One place where the efficiency of a design project becomes very visible is in the approval of the graphic designs for a web site. It inevitably becomes a moment of heightened emotion, primed with anticipation, and hopefully a minimum of drama. Weather or not this step is efficient depends on a few things.

1) How well has the process itself, for design review and approval been clarified and considered?
2) How clear is the criteria for evaluating design? Is it going to be based on a person’s subjective likes and dislikes or is it based on objective criteria?
3) How thoroughly has design style in general been reviewed and design sensibility been understood?

Process for web design
What’s helpful here is an outline of the steps taken to achieve an excellent design and the reason for them. Regardless of how different or unusual any particular creative approach might be, there ought to be reasons for all of it and it should make sense to everyone. For example, the process might involve the use of some creative device, like a “mood board” (a collection of colors, textures, images, words, ideas presented to open up the thinking about the design). With a clear explanation about this, what everyone’s participation ought to be, and what everyone should come away with, this becomes an effective and efficient step.

Criteria for Design
A big contributor to efficiency in the design process is setting the criteria for evaluation. How do stakeholders decide if design is good, inadequate, exceptional, absolutely off track? It comes down to a clear understanding of the purpose of the design, and this often comes down to the purpose of the business itself. It’s important to know what this design is for. Is it simply a modernization of an outdated design? Is it to facilitate new business goals for sales and engagement? Is it to make a particular impression on a specific target audience? Some combination of all of these? If taken for granted there is a risk that design is flying blind weather it’s amazing work or not, no one will be able to assess that. On the other hand, with a clear understanding of these broader goals and possibilities, there is a way to evaluate new designs and make better recommendations during design review.

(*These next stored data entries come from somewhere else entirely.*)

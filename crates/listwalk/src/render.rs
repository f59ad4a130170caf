//! Tabular rendering of walkers.
//!
//! The cursor cell is shown as `> x <` and ignored cells as `(x)`; an
//! ignored cell under the cursor is `> (x) <`. Table layout is delegated
//! to [`tabled`].

use crate::grid::{Row, Walker2D};
use crate::line::Walker1D;
use crate::walker::Walker;
use std::fmt;
use std::io::{self, Write};
use tabled::builder::Builder;

/// Display string for one cell.
pub(crate) fn cell_label<T: fmt::Display>(value: &T, ignored: bool, cursor: bool) -> String {
    let mut label = value.to_string();
    if ignored {
        label = format!("({label})");
    }
    if cursor {
        label = format!("> {label} <");
    }
    label
}

impl<T: fmt::Display> Walker1D<'_, T> {
    /// Render the data as a `Position | Element` table.
    pub fn render(&self) -> String {
        let mut builder = Builder::default();
        builder.push_record(["Position".to_string(), "Element".to_string()]);
        for (i, value) in self.data().iter().enumerate() {
            let position = i as i32;
            builder.push_record([
                i.to_string(),
                cell_label(value, self.is_ignored(position), position == self.cursor()),
            ]);
        }
        builder.build().to_string()
    }

    /// Write the rendered table and a trailing newline to `out`.
    pub fn print_to<W: Write>(&self, out: &mut W) -> io::Result<()> {
        writeln!(out, "{}", self.render())
    }

    /// Print the rendered table to stdout.
    pub fn print(&self) -> io::Result<()> {
        self.print_to(&mut io::stdout().lock())
    }
}

impl<T: fmt::Display> fmt::Display for Walker1D<'_, T> {
    fn fmt(&self, f: &mut fmt::Formatter<'_>) -> fmt::Result {
        f.write_str(&self.render())
    }
}

impl<R> Walker2D<'_, R>
where
    R: Row,
    R::Item: fmt::Display,
{
    /// Render the grid with column indices across the top and row indices
    /// down the left.
    pub fn render(&self) -> String {
        let mut builder = Builder::default();
        let header = std::iter::once(String::new()).chain((0..self.cols()).map(|c| c.to_string()));
        builder.push_record(header);
        for (r, row) in self.data().iter().enumerate() {
            let cells = row.cells().iter().enumerate().map(|(c, value)| {
                let position = (r as i32, c as i32);
                cell_label(value, self.is_ignored(position), position == self.cursor())
            });
            builder.push_record(std::iter::once(r.to_string()).chain(cells));
        }
        builder.build().to_string()
    }

    /// Write the rendered table and a trailing newline to `out`.
    pub fn print_to<W: Write>(&self, out: &mut W) -> io::Result<()> {
        writeln!(out, "{}", self.render())
    }

    /// Print the rendered table to stdout.
    pub fn print(&self) -> io::Result<()> {
        self.print_to(&mut io::stdout().lock())
    }
}

impl<R> fmt::Display for Walker2D<'_, R>
where
    R: Row,
    R::Item: fmt::Display,
{
    fn fmt(&self, f: &mut fmt::Formatter<'_>) -> fmt::Result {
        f.write_str(&self.render())
    }
}

#[cfg(test)]
mod tests {
    use super::*;
    use listwalk_core::MoveOptions;

    #[test]
    fn labels() {
        assert_eq!(cell_label(&3, false, false), "3");
        assert_eq!(cell_label(&3, true, false), "(3)");
        assert_eq!(cell_label(&3, false, true), "> 3 <");
        assert_eq!(cell_label(&3, true, true), "> (3) <");
    }

    #[test]
    fn render_1d_marks_cursor_and_ignored() {
        let data = [1, 2, 3, 4, 5];
        let mut w = Walker1D::new(&data).unwrap();
        w.extend_ignored([2, 3]);
        w.move_right(MoveOptions::default()).unwrap();
        let table = w.render();
        assert!(table.contains("Position"));
        assert!(table.contains("Element"));
        assert!(table.contains("> 2 <"));
        assert!(table.contains("(3)"));
        assert!(table.contains("(4)"));
        assert!(!table.contains("(5)"));
        // Header plus one line per element, at least.
        assert!(table.lines().count() >= data.len() + 1);
    }

    #[test]
    fn render_2d_marks_cursor_and_ignored() {
        let data = vec![vec![1, 2, 3], vec![4, 5, 6]];
        let mut w = Walker2D::new(&data).unwrap();
        w.ignore((0, 1));
        w.move_down(MoveOptions::default()).unwrap();
        let table = w.render();
        assert!(table.contains("> 4 <"));
        assert!(table.contains("(2)"));
        assert!(!table.contains("> 1 <"));
    }

    #[test]
    fn render_does_not_change_state() {
        let data = [1, 2];
        let mut w = Walker1D::new(&data).unwrap();
        w.ignore(1);
        let before = (w.cursor(), w.ignored_elements().clone());
        let _ = w.render();
        assert_eq!((w.cursor(), w.ignored_elements().clone()), before);
    }

    #[test]
    fn print_to_writes_display_output() {
        let data = vec![vec!['a', 'b']];
        let w = Walker2D::new(&data).unwrap();
        let mut out = Vec::new();
        w.print_to(&mut out).unwrap();
        let printed = String::from_utf8(out).unwrap();
        assert_eq!(printed, format!("{w}\n"));
        assert!(printed.contains("> a <"));
    }
}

Design style and sensibility
It’s easy for designers to get lost in their own jargon. Combined with the difficulty stakeholders have expressing their thoughts on design, you have a recipe for frustration and wasted time. No need for this. We live in a world where everything is at our finger tips including websites. Take full advantage of this and do a deep dive into different sites and different site designs. Get a sense of what the team likes and doesn’t like. Find out up front if someone is made seasick by certain colors or if certain things are flat out deal breakers. In addition to vetting out some basic do’s and don’ts this is also an opportunity to establish a baseline for communicating about design.